WHAT TO PRODUCE: Show all lines of the listing that contain the word "Some".

*** Opening of INFORMATION SHOWN ***

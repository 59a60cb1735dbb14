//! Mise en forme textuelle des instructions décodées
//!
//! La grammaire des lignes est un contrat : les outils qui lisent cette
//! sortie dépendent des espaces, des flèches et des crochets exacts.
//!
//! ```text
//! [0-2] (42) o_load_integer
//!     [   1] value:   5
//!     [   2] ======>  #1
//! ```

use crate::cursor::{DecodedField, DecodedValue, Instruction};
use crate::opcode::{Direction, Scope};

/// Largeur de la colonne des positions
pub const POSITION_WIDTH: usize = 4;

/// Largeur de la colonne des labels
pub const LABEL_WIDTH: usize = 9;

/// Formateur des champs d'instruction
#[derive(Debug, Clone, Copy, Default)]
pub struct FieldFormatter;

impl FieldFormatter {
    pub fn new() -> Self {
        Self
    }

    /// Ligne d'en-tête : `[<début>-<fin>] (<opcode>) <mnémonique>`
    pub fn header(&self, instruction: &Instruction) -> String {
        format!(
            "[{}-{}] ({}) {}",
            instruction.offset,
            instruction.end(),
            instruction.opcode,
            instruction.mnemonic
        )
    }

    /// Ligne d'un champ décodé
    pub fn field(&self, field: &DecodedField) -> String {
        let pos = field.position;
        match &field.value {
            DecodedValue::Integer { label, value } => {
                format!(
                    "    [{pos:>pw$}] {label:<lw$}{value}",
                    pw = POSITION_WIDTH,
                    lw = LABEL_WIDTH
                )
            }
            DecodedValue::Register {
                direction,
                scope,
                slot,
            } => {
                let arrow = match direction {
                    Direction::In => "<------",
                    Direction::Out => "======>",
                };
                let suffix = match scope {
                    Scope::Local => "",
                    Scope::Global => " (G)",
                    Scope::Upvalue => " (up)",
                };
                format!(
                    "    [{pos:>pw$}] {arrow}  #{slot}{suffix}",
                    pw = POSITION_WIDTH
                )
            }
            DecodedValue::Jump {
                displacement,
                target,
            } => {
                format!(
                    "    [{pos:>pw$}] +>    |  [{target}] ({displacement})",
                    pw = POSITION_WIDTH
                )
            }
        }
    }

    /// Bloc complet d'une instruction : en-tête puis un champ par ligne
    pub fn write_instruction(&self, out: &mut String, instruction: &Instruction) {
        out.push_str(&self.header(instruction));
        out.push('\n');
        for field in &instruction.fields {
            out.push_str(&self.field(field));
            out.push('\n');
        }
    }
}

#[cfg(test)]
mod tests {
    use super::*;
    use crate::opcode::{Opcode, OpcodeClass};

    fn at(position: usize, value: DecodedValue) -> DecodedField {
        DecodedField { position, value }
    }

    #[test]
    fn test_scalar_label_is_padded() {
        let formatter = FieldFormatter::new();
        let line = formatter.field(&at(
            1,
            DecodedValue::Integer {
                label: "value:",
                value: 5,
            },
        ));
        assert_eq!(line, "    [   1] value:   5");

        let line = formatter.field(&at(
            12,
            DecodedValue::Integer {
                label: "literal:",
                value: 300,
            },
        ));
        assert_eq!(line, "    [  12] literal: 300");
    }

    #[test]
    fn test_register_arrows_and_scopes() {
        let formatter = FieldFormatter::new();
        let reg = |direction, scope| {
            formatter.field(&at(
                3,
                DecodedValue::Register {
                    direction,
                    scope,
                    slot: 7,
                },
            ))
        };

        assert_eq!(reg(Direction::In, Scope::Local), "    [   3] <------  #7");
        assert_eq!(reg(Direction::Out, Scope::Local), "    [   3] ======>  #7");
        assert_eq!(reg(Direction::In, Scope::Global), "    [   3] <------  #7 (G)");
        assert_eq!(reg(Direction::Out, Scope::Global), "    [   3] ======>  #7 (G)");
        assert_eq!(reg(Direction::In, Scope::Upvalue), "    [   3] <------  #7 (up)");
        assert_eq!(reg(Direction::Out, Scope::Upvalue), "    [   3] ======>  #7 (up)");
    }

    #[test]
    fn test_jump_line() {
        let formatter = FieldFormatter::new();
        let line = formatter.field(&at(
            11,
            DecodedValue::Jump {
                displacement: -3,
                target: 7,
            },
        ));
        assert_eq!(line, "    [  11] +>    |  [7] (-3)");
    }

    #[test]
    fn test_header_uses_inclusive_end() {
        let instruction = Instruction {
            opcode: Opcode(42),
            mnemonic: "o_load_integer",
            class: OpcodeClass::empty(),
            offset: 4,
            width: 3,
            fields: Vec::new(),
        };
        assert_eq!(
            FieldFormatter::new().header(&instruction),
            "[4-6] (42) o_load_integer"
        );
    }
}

*** Close of INFORMATION SHOWN ***
*** Opening of INFORMATION SHOWN ***

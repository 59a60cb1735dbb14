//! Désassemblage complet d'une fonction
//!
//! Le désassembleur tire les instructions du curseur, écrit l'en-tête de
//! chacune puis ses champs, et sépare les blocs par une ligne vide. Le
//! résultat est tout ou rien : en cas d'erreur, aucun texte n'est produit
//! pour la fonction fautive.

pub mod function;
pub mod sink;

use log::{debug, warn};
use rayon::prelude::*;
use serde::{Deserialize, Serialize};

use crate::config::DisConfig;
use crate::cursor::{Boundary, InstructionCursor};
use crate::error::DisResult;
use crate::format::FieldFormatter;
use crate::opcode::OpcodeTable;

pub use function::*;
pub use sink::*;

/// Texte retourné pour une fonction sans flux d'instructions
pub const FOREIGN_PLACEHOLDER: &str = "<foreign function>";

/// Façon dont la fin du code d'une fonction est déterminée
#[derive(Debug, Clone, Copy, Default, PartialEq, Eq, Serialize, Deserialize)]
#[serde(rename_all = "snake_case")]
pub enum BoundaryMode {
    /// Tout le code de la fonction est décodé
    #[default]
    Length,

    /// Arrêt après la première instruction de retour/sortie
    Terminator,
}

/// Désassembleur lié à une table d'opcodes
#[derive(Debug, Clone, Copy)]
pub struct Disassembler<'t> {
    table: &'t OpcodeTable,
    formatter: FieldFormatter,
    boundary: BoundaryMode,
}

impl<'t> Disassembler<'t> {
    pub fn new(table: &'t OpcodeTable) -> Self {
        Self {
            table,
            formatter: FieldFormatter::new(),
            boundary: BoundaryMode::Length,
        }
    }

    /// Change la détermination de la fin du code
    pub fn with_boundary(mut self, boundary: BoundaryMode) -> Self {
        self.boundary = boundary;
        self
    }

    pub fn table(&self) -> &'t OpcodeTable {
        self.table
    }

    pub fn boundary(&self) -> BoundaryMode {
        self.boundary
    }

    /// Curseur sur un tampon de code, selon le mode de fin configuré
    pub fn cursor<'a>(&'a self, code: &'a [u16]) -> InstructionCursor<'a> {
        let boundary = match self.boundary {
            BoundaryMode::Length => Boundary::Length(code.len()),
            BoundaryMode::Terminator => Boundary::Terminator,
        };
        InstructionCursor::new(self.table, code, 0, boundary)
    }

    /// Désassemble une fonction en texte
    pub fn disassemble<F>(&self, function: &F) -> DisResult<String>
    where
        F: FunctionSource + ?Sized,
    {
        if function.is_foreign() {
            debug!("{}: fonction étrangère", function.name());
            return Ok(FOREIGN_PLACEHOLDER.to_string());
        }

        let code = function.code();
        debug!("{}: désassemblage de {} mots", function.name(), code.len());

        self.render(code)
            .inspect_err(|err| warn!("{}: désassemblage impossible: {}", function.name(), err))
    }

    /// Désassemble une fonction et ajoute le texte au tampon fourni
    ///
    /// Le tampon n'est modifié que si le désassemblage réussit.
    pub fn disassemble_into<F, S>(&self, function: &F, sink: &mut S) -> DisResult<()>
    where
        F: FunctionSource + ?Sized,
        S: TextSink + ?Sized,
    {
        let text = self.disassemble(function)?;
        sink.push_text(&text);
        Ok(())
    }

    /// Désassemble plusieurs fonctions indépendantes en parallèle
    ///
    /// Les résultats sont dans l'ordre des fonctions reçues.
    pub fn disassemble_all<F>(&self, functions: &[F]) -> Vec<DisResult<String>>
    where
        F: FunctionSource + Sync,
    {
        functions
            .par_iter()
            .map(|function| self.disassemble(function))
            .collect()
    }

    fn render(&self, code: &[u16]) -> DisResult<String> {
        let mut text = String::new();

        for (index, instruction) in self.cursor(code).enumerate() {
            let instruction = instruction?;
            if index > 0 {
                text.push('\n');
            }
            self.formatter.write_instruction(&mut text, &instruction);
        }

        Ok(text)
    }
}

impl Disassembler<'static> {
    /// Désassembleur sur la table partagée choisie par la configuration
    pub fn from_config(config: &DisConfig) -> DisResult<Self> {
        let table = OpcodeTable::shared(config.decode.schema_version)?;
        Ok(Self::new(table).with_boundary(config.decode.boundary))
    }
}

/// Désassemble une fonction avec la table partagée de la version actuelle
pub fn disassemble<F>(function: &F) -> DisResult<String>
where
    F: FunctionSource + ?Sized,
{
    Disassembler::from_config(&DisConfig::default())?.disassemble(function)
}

*** Close of INFORMATION SHOWN ***
*** Opening of INFORMATION SHOWN ***

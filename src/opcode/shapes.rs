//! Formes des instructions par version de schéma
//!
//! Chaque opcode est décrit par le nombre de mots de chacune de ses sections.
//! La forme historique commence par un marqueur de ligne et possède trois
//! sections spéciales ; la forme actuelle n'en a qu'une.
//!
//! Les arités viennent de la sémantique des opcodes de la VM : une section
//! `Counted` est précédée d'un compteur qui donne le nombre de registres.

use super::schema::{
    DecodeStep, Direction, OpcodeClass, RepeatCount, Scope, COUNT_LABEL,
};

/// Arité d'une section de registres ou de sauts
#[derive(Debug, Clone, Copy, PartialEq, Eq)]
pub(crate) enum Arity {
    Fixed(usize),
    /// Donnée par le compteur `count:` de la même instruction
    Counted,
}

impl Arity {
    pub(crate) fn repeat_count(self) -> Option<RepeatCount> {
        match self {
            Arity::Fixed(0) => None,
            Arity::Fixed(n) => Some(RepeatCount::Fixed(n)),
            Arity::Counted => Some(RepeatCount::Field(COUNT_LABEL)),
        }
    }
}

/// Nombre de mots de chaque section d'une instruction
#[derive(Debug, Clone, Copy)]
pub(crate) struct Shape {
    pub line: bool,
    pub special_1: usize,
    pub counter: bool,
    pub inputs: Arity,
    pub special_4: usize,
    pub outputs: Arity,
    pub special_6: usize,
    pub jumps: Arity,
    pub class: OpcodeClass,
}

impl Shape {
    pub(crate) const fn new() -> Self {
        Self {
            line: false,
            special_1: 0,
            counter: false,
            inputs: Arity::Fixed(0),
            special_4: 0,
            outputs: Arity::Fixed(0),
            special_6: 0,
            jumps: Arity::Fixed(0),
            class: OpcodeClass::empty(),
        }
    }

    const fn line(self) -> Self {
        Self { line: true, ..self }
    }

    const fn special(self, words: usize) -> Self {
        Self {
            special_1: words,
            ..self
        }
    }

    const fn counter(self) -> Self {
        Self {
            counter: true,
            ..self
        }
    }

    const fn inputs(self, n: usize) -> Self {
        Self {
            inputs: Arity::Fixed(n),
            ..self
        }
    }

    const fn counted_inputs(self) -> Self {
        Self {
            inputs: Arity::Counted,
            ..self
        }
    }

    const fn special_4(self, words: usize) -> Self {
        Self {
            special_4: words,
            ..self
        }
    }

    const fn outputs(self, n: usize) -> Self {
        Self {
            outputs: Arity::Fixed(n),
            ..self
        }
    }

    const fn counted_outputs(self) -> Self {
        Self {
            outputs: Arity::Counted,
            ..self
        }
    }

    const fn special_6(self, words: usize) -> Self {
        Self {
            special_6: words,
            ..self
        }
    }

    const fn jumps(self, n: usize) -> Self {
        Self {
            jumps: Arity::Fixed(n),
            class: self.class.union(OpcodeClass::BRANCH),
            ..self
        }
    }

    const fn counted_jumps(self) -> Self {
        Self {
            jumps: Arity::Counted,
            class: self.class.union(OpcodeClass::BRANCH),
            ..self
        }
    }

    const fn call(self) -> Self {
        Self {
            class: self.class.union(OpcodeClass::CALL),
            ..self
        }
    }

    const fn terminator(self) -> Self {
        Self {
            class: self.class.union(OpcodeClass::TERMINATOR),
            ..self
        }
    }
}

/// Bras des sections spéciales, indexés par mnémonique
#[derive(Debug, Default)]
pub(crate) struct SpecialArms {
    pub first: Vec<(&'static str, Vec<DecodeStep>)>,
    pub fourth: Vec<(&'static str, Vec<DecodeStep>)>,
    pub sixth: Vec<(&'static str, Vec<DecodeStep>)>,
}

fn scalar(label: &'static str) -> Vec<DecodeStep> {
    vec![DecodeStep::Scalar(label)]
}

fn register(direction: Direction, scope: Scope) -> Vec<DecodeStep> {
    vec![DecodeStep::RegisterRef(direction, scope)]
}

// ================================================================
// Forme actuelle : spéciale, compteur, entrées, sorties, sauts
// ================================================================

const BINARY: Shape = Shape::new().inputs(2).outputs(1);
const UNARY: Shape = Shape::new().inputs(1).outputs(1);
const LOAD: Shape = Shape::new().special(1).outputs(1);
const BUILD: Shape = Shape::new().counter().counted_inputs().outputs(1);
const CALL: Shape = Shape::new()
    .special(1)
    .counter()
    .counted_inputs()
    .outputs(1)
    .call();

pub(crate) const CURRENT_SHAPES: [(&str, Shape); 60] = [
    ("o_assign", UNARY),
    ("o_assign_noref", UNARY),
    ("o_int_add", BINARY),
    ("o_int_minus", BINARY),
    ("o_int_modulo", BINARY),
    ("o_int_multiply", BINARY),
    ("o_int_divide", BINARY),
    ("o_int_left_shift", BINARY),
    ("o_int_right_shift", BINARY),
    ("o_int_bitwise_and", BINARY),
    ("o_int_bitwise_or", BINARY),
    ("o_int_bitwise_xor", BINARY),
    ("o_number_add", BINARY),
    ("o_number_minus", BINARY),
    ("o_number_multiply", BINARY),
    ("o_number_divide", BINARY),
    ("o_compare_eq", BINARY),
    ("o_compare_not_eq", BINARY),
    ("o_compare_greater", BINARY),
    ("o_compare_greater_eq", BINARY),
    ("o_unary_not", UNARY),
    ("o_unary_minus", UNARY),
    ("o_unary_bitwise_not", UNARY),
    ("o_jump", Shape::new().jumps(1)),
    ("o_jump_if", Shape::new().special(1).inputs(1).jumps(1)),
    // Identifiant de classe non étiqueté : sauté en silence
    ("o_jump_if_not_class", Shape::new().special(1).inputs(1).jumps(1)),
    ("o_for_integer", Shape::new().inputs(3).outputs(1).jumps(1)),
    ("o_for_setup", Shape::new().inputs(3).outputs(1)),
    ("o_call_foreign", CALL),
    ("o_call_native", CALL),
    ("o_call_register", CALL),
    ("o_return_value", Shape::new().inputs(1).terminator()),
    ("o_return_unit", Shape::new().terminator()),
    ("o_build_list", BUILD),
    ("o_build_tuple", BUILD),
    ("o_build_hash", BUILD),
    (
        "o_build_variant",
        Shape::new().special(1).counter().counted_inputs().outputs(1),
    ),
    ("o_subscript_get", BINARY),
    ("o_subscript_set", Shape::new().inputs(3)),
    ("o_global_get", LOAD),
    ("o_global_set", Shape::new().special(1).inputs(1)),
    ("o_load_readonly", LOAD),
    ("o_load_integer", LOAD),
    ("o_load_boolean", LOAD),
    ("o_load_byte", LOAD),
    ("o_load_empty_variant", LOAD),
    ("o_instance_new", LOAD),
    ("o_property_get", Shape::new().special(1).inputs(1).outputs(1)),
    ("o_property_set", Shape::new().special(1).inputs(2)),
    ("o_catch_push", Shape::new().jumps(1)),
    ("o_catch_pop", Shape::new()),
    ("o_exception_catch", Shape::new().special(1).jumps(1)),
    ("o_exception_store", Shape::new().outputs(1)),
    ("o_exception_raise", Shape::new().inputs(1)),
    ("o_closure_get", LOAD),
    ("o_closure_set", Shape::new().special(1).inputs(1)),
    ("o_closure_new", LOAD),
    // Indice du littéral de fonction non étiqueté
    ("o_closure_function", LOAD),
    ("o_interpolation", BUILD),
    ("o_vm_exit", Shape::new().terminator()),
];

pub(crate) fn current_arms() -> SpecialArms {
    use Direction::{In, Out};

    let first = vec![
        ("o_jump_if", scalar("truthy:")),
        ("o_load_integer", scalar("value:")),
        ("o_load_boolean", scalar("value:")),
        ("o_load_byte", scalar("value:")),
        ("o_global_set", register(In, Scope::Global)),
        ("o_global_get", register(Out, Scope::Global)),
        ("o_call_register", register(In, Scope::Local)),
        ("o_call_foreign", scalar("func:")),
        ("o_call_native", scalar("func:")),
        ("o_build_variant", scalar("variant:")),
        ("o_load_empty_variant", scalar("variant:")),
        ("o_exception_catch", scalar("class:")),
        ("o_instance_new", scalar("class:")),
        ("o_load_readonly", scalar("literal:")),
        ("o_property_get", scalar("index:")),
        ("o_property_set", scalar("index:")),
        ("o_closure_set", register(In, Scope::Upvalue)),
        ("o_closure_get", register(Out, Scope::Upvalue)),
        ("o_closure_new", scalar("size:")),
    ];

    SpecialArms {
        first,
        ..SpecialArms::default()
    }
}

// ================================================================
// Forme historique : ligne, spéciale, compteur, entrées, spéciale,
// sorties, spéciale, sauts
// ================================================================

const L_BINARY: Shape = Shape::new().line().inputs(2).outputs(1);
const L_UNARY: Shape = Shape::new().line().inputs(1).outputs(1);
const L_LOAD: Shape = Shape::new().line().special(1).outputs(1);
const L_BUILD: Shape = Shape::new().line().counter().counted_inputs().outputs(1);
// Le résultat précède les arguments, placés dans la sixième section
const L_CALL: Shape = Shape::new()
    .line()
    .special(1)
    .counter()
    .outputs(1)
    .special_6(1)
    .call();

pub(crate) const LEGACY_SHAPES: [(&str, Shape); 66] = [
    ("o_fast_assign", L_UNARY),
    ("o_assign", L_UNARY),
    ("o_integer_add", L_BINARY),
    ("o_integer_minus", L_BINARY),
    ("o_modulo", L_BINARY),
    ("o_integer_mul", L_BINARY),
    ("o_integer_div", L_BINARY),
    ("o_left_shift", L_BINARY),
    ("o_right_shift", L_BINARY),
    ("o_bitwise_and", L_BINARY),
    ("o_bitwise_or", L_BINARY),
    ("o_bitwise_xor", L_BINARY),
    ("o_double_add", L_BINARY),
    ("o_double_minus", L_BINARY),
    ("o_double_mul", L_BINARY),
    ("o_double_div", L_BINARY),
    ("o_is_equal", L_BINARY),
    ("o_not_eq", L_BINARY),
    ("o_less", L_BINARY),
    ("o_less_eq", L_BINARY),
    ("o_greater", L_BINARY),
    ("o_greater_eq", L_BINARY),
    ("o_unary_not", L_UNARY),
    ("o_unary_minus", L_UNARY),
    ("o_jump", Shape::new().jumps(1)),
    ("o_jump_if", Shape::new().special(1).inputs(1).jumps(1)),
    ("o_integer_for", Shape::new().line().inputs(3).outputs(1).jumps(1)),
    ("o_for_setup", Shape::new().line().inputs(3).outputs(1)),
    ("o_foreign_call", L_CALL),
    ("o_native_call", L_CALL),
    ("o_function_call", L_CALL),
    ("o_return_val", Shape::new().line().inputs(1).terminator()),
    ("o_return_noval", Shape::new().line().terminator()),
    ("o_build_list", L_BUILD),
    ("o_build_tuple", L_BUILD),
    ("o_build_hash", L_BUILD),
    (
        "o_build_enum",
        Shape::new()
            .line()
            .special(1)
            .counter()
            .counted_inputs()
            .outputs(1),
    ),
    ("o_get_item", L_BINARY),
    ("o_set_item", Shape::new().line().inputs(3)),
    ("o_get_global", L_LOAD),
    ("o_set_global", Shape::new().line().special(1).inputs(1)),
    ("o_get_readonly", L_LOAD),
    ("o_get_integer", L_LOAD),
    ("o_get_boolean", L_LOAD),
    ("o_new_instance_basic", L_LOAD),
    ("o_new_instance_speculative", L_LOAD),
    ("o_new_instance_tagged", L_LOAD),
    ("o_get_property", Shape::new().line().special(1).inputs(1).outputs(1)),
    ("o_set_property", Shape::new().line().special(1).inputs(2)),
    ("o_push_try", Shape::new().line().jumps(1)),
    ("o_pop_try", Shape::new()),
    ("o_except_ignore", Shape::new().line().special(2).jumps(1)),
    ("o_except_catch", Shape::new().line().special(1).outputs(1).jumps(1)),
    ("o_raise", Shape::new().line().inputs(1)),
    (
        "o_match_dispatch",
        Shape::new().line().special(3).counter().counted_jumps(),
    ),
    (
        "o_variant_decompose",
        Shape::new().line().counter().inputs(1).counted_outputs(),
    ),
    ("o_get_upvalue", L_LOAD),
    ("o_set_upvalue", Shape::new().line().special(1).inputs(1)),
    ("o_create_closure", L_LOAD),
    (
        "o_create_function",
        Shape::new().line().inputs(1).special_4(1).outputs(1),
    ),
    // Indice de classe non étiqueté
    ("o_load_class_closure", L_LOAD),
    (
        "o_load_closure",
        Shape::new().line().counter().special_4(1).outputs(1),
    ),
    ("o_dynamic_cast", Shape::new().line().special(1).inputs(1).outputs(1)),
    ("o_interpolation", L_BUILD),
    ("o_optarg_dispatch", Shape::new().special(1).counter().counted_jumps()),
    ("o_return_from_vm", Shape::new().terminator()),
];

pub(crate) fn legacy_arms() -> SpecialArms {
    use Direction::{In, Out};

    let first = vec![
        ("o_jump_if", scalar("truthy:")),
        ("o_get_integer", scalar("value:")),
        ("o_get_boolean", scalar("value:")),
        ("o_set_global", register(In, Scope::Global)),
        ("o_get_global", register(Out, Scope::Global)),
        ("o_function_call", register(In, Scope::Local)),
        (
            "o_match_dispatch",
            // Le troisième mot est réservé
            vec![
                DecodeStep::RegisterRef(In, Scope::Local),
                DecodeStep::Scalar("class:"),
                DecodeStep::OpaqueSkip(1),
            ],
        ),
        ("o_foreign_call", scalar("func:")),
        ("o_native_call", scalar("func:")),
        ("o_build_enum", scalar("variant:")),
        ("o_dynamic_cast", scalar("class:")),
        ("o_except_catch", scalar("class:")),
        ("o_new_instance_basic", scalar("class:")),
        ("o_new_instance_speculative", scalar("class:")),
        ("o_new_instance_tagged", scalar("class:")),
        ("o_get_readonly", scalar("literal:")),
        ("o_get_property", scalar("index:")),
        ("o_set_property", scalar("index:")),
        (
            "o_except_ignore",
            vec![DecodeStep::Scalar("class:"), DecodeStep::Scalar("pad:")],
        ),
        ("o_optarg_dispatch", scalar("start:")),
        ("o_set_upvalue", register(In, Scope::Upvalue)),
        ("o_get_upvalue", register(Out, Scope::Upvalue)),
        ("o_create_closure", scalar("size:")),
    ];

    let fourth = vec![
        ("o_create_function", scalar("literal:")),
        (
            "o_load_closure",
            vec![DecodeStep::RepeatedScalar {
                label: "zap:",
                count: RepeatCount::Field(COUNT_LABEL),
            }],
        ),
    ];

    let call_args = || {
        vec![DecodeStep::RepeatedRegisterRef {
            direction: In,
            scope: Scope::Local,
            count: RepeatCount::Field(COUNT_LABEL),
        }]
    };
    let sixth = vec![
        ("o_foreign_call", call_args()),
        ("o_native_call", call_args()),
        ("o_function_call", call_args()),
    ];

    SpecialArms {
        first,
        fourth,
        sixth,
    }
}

*** Close of INFORMATION SHOWN ***

ANSWER FOR THIS EXERCISE:
            Arity::Fixed(n) => Some(RepeatCount::Fixed(n)),
            Arity::Counted => Some(RepeatCount::Field(COUNT_LABEL)),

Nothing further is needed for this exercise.